Fabio Conforti, MD, from the European Institute of Oncology, Milan, and coauthors commented that the magnitude of the difference between the effect seen men and that in women was clinically significant.
“The pooled reduction of risk of death was double the size for male patients than for female patients – a difference that is similar to the size of the difference in survival benefit observed between patients with non–small cell lung cancer with PD-L1 positive (greater than 1%) tumors versus negative tumors, who were treated with anti-PD-1,” they wrote.
This difference between the benefit seen men and that in women was evident across all the subgroups in the study, which included subgroups based on cancer histotype, line of treatment, drugs used, and type of control.
However there was greater heterogeneity in the magnitude of the effect of checkpoint inhibitors on mortality in men than there was in women. The authors suggested this could be explained by the fact that the drugs have lower efficacy in women and this may therefore reduce the variability of results when compared with those in men.
The authors also looked at whether the studies that compared immunotherapies with nonimmunological therapies might show a different effect, but they still found a significantly higher benefit in men, compared with women.

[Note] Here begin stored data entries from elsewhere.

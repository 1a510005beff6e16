use std::collections::BTreeSet;

use crate::core::fuzzy::FuzzyQuery;
use crate::core::normalize::normalize;
use crate::core::tags::TagParser;
use crate::models::{BrowseQuery, PriceRange, Restaurant};

/// Per-record data derived once and reused by every filter pass
#[derive(Debug, Clone, PartialEq)]
pub struct DerivedRecord {
    /// Folded name, cuisine, district and address
    pub haystack: String,
    /// Parsed cuisine tags
    pub tags: Vec<String>,
}

impl DerivedRecord {
    pub fn new(record: &Restaurant, parser: &TagParser) -> Self {
        Self {
            haystack: normalize(&record.haystack()),
            tags: parser.parse(&record.cuisine),
        }
    }
}

/// Check the free-text predicate against a folded haystack
#[inline]
pub fn matches_text(query: &FuzzyQuery, folded_haystack: &str, fuzzy: bool) -> bool {
    if query.is_empty() || query.contained_in(folded_haystack) {
        return true;
    }
    fuzzy && query.near_token_in(folded_haystack)
}

/// Check whether any of the record's tags is selected
#[inline]
pub fn matches_cuisine(tags: &[String], selected: &BTreeSet<String>) -> bool {
    selected.is_empty() || tags.iter().any(|tag| selected.contains(tag))
}

/// Check whether the record's district is selected (exact match)
#[inline]
pub fn matches_district(district: &str, selected: &BTreeSet<String>) -> bool {
    selected.is_empty() || selected.contains(district)
}

/// Check the price against OR-combined ranges
///
/// Once any range is configured, records without a price fail.
#[inline]
pub fn matches_price(record: &Restaurant, ranges: &[PriceRange]) -> bool {
    if ranges.is_empty() {
        return true;
    }

    match record.price_value() {
        Some(price) => ranges.iter().any(|range| range.contains(price)),
        None => false,
    }
}

/// Check the favorites-only predicate
#[inline]
pub fn matches_favorites(record: &Restaurant, query: &BrowseQuery) -> bool {
    !query.favorites_only || query.is_favorite(record)
}

/// Apply every predicate, short-circuiting on the first failure
pub fn matches_record(
    record: &Restaurant,
    derived: &DerivedRecord,
    query: &BrowseQuery,
    text: &FuzzyQuery,
) -> bool {
    matches_text(text, &derived.haystack, query.fuzzy)
        && matches_cuisine(&derived.tags, &query.cuisines)
        && matches_district(&record.district, &query.districts)
        && matches_price(record, &query.price_ranges)
        && matches_favorites(record, query)
}

/// Single filter pass over a record collection, deriving per-record data on the fly
///
/// Survivors keep input order.
pub fn filter_records<'a>(records: &'a [Restaurant], query: &BrowseQuery) -> Vec<&'a Restaurant> {
    filter_records_with(records, query, &TagParser::default())
}

/// [`filter_records`] with an explicit tag parser
pub fn filter_records_with<'a>(
    records: &'a [Restaurant],
    query: &BrowseQuery,
    parser: &TagParser,
) -> Vec<&'a Restaurant> {
    let text = FuzzyQuery::new(&query.query);

    records
        .iter()
        .filter(|record| {
            let derived = DerivedRecord::new(record, parser);
            matches_record(record, &derived, query, &text)
        })
        .collect()
}

#[cfg(test)]
mod tests {
    use super::*;

    fn create_test_restaurant(name: &str, cuisine: &str, district: &str, price: &str) -> Restaurant {
        Restaurant {
            name: name.to_string(),
            slug: name.to_lowercase().replace(' ', "-"),
            cuisine: cuisine.to_string(),
            district: district.to_string(),
            price: price.to_string(),
            ..Default::default()
        }
    }

    fn selection(values: &[&str]) -> BTreeSet<String> {
        values.iter().map(|v| v.to_string()).collect()
    }

    #[test]
    fn test_cuisine_intersection() {
        let tags = vec!["Italiana".to_string(), "Pizza".to_string()];
        assert!(matches_cuisine(&tags, &selection(&["Italiana"])));
        assert!(!matches_cuisine(&tags, &selection(&["Japonesa"])));
        assert!(matches_cuisine(&tags, &BTreeSet::new()));
    }

    #[test]
    fn test_district_exact() {
        assert!(matches_district("Salamanca", &selection(&["Salamanca", "Retiro"])));
        assert!(!matches_district("salamanca", &selection(&["Salamanca"])));
        assert!(matches_district("", &BTreeSet::new()));
    }

    #[test]
    fn test_price_or_combined() {
        let ranges = vec![PriceRange::new(1.0, 2.0), PriceRange::new(3.0, 4.0)];

        assert!(matches_price(&create_test_restaurant("A", "", "", "3"), &ranges));
        assert!(!matches_price(&create_test_restaurant("B", "", "", "5"), &ranges));
        assert!(!matches_price(&create_test_restaurant("C", "", "", ""), &ranges));
        assert!(matches_price(&create_test_restaurant("C", "", "", ""), &[]));
    }

    #[test]
    fn test_favorites_only() {
        let record = create_test_restaurant("Casa Pepe", "", "", "");
        let query = BrowseQuery::new().with_favorites(["casa-pepe"], true);
        assert!(matches_favorites(&record, &query));

        let query = BrowseQuery::new().with_favorites(["otro"], true);
        assert!(!matches_favorites(&record, &query));

        let query = BrowseQuery::new().with_favorites(["otro"], false);
        assert!(matches_favorites(&record, &query));
    }

    #[test]
    fn test_text_searches_all_fields() {
        let mut record = create_test_restaurant("Casa Pepe", "Gallega", "Chamberí", "30");
        record.address = "Calle de Ponzano 12".to_string();
        let derived = DerivedRecord::new(&record, &TagParser::default());

        assert!(matches_text(&FuzzyQuery::new("chamberi"), &derived.haystack, false));
        assert!(matches_text(&FuzzyQuery::new("ponzano"), &derived.haystack, false));
        assert!(matches_text(&FuzzyQuery::new("gallega"), &derived.haystack, false));
    }

    #[test]
    fn test_fuzzy_toggle() {
        let record = create_test_restaurant("Sushi Zen", "Japonesa", "", "");
        let derived = DerivedRecord::new(&record, &TagParser::default());
        let typo = FuzzyQuery::new("sushy");

        assert!(matches_text(&typo, &derived.haystack, true));
        assert!(!matches_text(&typo, &derived.haystack, false));
    }

    #[test]
    fn test_filter_records_combines_facets() {
        let records = vec![
            create_test_restaurant("Trattoria", "Italiana • Pizza", "Centro", "25"),
            create_test_restaurant("Pizzeria Sur", "Pizza", "Usera", "15"),
            create_test_restaurant("Sushi Zen", "Japonesa", "Centro", "40"),
        ];

        let query = BrowseQuery::new()
            .with_cuisines(["Pizza"])
            .with_districts(["Centro"]);
        let filtered = filter_records(&records, &query);

        assert_eq!(filtered.len(), 1);
        assert_eq!(filtered[0].name, "Trattoria");
    }

    #[test]
    fn test_empty_query_keeps_everything_in_order() {
        let records = vec![
            create_test_restaurant("B", "", "", ""),
            create_test_restaurant("A", "", "", ""),
        ];
        let filtered = filter_records(&records, &BrowseQuery::new());
        assert_eq!(filtered.len(), 2);
        assert_eq!(filtered[0].name, "B");
    }
}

The overall study population was two-thirds male and one-third female. The checkpoint inhibitors used were ipilimumab, tremelimumab, nivolumab, and pembrolizumab, and the trials were conducted in patients with melanoma, non–small cell lung cancer, head and neck cancer, renal cell carcinoma, urothelial tumors, gastric tumors, and mesothelioma.
Men have almost double the risk of mortality from cancer than do women, the authors said, with the greatest differences seen in melanoma, lung cancer, larynx cancer, esophagus cancer, and bladder cancer.
“This male-biased mortality is hypothesized to reflect differences not only in behavioral and biological factors, including causes of cancer and hormonal regulation, but also in the immune system.”
Despite this, sex is rarely taken into account when new therapeutic approaches are tested, the authors said.
They also commented on the fact that there was a relatively low number of women included in each trial, an issue that was recognized as far back as the 1990s as a major problem in medical trials.
“Our results further highlight this problem, showing clinically relevant differences in the efficacy of two important classes of immunological drugs, namely anti–CTLA-4 and anti–PD-1 antibodies, when compared with controls in male and female patients with advanced solid tumors,” they wrote.
They noted that they couldn’t exclude the possibility that the effect may be the result of other variables that were distributed differently between the sexes. However, they also qualified this by saying that variables known to affect the efficacy of immune checkpoint inhibitors, such as PD-L1 expression and mutation status, were not likely to explain the results.
Given their findings, the authors said a patient’s sex should be taken into account when weighing the risks and benefits of checkpoint inhibitors given the magnitude of benefit was sex-dependent. They also called for future immunotherapy studies to include more women.
No funding or conflicts of interest were declared.
SOURCE: Conforti F et al. Lancet Oncol. 2018 May 16. doi: 10.1016/S1470-2045(18)30261-4.
FROM LANCET ONCOLOGY
Key clinical point: Checkpoint inhibitors are linked with greater mortality reductions in men than in women.
Major finding: Checkpoint inhibitors are associated with a 28% reduction in cancer mortality in men and 14% in women.
Study details: Systematic review and meta-analysis of 20 randomized, controlled trials involving 11,351 patients.
Disclosures: No funding or conflicts of interest were declared.